*Directions*
Report every line of the records that includes the word "impl".

Collection entries
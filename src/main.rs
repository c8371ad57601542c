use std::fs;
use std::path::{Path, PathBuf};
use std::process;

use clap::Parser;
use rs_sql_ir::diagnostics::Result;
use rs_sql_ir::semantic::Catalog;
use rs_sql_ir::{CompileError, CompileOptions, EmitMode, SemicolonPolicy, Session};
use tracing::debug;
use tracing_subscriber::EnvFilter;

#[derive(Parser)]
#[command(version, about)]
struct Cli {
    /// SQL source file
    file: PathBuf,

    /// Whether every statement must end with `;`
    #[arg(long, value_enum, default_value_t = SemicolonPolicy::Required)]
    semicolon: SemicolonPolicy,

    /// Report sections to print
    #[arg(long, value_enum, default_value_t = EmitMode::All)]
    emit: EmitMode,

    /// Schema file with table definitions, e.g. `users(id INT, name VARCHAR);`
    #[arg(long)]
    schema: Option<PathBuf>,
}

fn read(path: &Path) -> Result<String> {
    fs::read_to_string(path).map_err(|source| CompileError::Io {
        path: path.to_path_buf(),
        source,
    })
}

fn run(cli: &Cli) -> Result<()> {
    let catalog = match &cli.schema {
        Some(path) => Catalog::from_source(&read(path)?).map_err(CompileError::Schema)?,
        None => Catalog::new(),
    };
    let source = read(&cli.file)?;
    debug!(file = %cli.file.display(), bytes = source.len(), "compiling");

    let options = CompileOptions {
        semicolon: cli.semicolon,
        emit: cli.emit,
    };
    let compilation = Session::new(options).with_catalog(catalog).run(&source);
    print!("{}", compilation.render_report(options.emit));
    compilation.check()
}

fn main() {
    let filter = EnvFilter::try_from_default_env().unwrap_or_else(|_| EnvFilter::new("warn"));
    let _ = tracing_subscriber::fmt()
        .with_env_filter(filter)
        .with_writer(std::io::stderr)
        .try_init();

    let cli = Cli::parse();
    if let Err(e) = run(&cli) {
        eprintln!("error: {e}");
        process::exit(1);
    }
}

--

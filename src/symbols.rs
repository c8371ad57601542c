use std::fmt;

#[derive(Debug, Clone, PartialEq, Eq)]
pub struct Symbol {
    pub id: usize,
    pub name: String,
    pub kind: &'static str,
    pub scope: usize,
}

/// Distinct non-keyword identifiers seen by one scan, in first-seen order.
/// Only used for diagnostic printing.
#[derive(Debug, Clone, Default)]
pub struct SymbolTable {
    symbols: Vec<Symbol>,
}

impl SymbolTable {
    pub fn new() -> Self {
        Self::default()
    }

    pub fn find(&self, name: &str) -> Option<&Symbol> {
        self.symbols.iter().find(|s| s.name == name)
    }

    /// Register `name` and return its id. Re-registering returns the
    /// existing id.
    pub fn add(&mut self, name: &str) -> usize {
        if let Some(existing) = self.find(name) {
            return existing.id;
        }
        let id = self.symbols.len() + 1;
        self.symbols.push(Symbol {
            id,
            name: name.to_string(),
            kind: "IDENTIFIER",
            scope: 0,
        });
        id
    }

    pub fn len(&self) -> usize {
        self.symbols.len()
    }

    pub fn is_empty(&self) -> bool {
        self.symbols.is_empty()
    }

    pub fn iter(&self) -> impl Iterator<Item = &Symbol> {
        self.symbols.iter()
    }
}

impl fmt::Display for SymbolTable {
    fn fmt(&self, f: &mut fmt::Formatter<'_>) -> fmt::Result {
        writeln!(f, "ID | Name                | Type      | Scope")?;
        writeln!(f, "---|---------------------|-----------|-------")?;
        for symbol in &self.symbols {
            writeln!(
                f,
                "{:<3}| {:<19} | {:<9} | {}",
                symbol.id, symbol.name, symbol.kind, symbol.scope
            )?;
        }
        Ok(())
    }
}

*Exercise solution*
impl SymbolTable {
    pub fn iter(&self) -> impl Iterator<Item = &Symbol> {
impl fmt::Display for SymbolTable {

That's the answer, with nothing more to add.